[Start of section]

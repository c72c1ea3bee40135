use std::{io, path::PathBuf, time::Duration};

use anyhow::Context;
use clap::{Parser, ValueEnum};
use ihtr_protocol::DEVICE_DEFAULT_PATH;
use ihtr_session::{
    BtsSession, DeviceChannel, DisplayOrder, LbrSession, NoSymbols, render_bts_trace,
    render_lbr_trace,
};

/// Trace this process through a branchy work loop and print the result.
#[derive(Parser)]
struct Cmdline {
    /// Path of the trace device
    #[arg(short, long, default_value = DEVICE_DEFAULT_PATH)]
    device: PathBuf,
    /// Trace mode to exercise
    #[arg(short, long, value_enum, default_value_t = Mode::Lbr)]
    mode: Mode,
    /// Work loop iterations between enable and dump
    #[arg(short, long, default_value_t = 100_000)]
    iters: u64,
    /// Bound on each control request, in seconds
    #[arg(short, long, default_value_t = 5)]
    timeout: u64,
}

#[derive(ValueEnum, Clone, Copy)]
enum Mode {
    Lbr,
    Bts,
    Both,
}

/// A loop with data-dependent branches for the hardware to record.
#[inline(never)]
fn work_loop(iters: u64) -> u64 {
    let mut res = 0u64;
    for i in 0..iters {
        if i % 3 == 0 {
            res = res.wrapping_add(i);
        } else {
            res = res.wrapping_mul(3).wrapping_add(1);
        }
    }
    std::hint::black_box(res)
}

fn main() -> anyhow::Result<()> {
    env_logger::init();

    let Cmdline {
        device,
        mode,
        iters,
        timeout,
    } = Cmdline::parse();
    let timeout = Duration::from_secs(timeout);
    let pid = std::process::id();
    let mut out = io::stdout().lock();

    if matches!(mode, Mode::Lbr | Mode::Both) {
        let channel = DeviceChannel::open(&device)
            .with_context(|| format!("failed to open trace device {}", device.display()))?;
        let mut session = LbrSession::new(channel, timeout);
        session.enable(pid, 0).context("failed to enable LBR")?;
        work_loop(iters);
        let trace = session.dump().context("failed to dump LBR")?;
        render_lbr_trace(&mut out, &trace, &mut NoSymbols, DisplayOrder::OldestFirst)?;
        session.disable().context("failed to disable LBR")?;
    }

    if matches!(mode, Mode::Bts | Mode::Both) {
        let channel = DeviceChannel::open(&device)
            .with_context(|| format!("failed to open trace device {}", device.display()))?;
        let mut session = BtsSession::new(channel, timeout);
        session.enable(pid, 0).context("failed to enable BTS")?;
        work_loop(iters);
        let trace = session.dump().context("failed to dump BTS")?;
        render_bts_trace(&mut out, &trace, &mut NoSymbols, DisplayOrder::OldestFirst)?;
        session.disable().context("failed to disable BTS")?;
    }

    Ok(())
}
//! Per-mode control sessions over the branch-tracing kernel component.
//!
//! A session owns at most one active trace handle for its mode (LBR or
//! BTS) and drives the device through the [`TraceChannel`] seam with
//! blocking, serialized control requests. Each request is bounded by a
//! timeout; a request that never returns poisons the session instead of
//! blocking the caller forever or letting the device write into reclaimed
//! memory.
//!
//! Dumped buffers are decoded into [`ihtr_decoder::OrderedTrace`]s
//! (oldest record first) and can be rendered with best-effort symbol
//! resolution via [`ResolveSymbol`].

mod bts;
mod buffer;
pub mod channel;
pub mod error;
mod lbr;
mod render;
mod submit;

pub use crate::{
    bts::BtsSession,
    channel::TraceChannel,
    error::SessionError,
    lbr::LbrSession,
    render::{DisplayOrder, NoSymbols, ResolveSymbol, render_bts_trace, render_lbr_trace},
};

#[cfg(feature = "device-channel")]
pub use crate::channel::device::DeviceChannel;
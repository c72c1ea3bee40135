//! Allocations the trace device writes into.

use std::{cell::UnsafeCell, sync::Arc};

use zerocopy::FromBytes;

/// A heap buffer whose address is handed to the trace device.
///
/// The device writes through the raw pointer while a control request is
/// in flight; Rust code reads only between requests, and sessions
/// serialize requests, so the two never overlap. Shared ownership
/// (`Arc`) lets a timed-out request's courier thread keep the memory
/// alive until the device call actually returns, so a late device write
/// can never land in reclaimed memory.
pub(crate) struct RawTraceBuffer {
    bytes: UnsafeCell<Box<[u8]>>,
}

// SAFETY: see the struct docs — device writes and Rust reads are
// serialized by the session's request/response model.
unsafe impl Send for RawTraceBuffer {}
unsafe impl Sync for RawTraceBuffer {}

impl RawTraceBuffer {
    pub(crate) fn zeroed(len: usize) -> Arc<Self> {
        Arc::new(Self {
            bytes: UnsafeCell::new(vec![0u8; len].into_boxed_slice()),
        })
    }

    pub(crate) fn from_bytes(init: &[u8]) -> Arc<Self> {
        Arc::new(Self {
            bytes: UnsafeCell::new(init.to_vec().into_boxed_slice()),
        })
    }

    /// Address of the first byte, as the device sees it.
    pub(crate) fn device_addr(&self) -> u64 {
        // SAFETY: the UnsafeCell always holds a live allocation.
        unsafe { (*self.bytes.get()).as_ptr() as usize as u64 }
    }

    /// Copy out the current contents. Sound only between control
    /// requests.
    pub(crate) fn snapshot(&self) -> Vec<u8> {
        // SAFETY: no request is in flight while we read (sessions
        // serialize), so the device is not writing concurrently.
        unsafe { (*self.bytes.get()).to_vec() }
    }

    /// Snapshot the buffer as one fixed-layout record.
    ///
    /// `None` when the buffer length does not match the record, which
    /// for session-allocated buffers cannot happen.
    pub(crate) fn snapshot_as<T: FromBytes>(&self) -> Option<T> {
        T::read_from_bytes(&self.snapshot()).ok()
    }
}
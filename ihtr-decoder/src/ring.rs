//! LBR ring linearization.

use ihtr_protocol::LbrStackEntry;

use crate::{
    error::{DecoderError, DecoderResult},
    trace::OrderedTrace,
};

/// Borrowed view of a dumped LBR ring.
///
/// `tos` is the index of the **newest** entry, not the next write slot;
/// the hardware top-of-stack cursor points at the slot it wrote last.
/// The view is only valid between the dump that materialized the slice
/// and the next disable or re-enable of the trace.
///
/// The protocol carries no valid-entry count, so a ring that has not yet
/// wrapped since enable still decodes all `capacity` slots; slots the
/// hardware has not reached hold stale pre-enable data. This is a
/// limitation of the device interface, not of the decoder.
#[derive(Debug, Clone, Copy)]
pub struct RingBufferView<'a> {
    entries: &'a [LbrStackEntry],
    tos: usize,
}

impl<'a> RingBufferView<'a> {
    /// Wrap a dumped entry slice and its top-of-stack cursor.
    #[expect(clippy::cast_possible_truncation)]
    pub fn new(entries: &'a [LbrStackEntry], tos: u64) -> DecoderResult<Self> {
        let capacity = entries.len();
        if tos >= capacity as u64 {
            return Err(DecoderError::CursorOutOfRange {
                cursor: tos,
                capacity,
            });
        }
        Ok(Self {
            entries,
            // Cast is lossless: tos < capacity, which is a usize.
            tos: tos as usize,
        })
    }

    #[must_use]
    pub fn capacity(&self) -> usize {
        self.entries.len()
    }

    #[must_use]
    pub fn tos(&self) -> usize {
        self.tos
    }

    /// Rotate the ring into chronological order.
    ///
    /// The slot after `tos` is the oldest retained entry, so the output is
    /// slots `[tos+1, capacity)` followed by `[0, tos]` — exactly
    /// `capacity` entries, each once.
    #[must_use]
    pub fn linearize(&self) -> OrderedTrace<LbrStackEntry> {
        let mut records = Vec::with_capacity(self.entries.len());
        records.extend_from_slice(&self.entries[self.tos + 1..]);
        records.extend_from_slice(&self.entries[..=self.tos]);
        log::trace!(
            "linearized {} LBR slots around tos {}",
            records.len(),
            self.tos
        );
        OrderedTrace::from_records(records)
    }
}

/// Decode a dumped LBR ring in one step.
pub fn decode_lbr_ring(
    entries: &[LbrStackEntry],
    tos: u64,
) -> DecoderResult<OrderedTrace<LbrStackEntry>> {
    Ok(RingBufferView::new(entries, tos)?.linearize())
}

[End of section]

▶ **WHAT YOU SHOULD DO**
Wherever a line in the entries above holds "only", copy that line.

▶ **WRITTEN ANSWER**
/// in flight; Rust code reads only between requests, and sessions
    /// Copy out the current contents. Sound only between control
/// The view is only valid between the dump that materialized the slice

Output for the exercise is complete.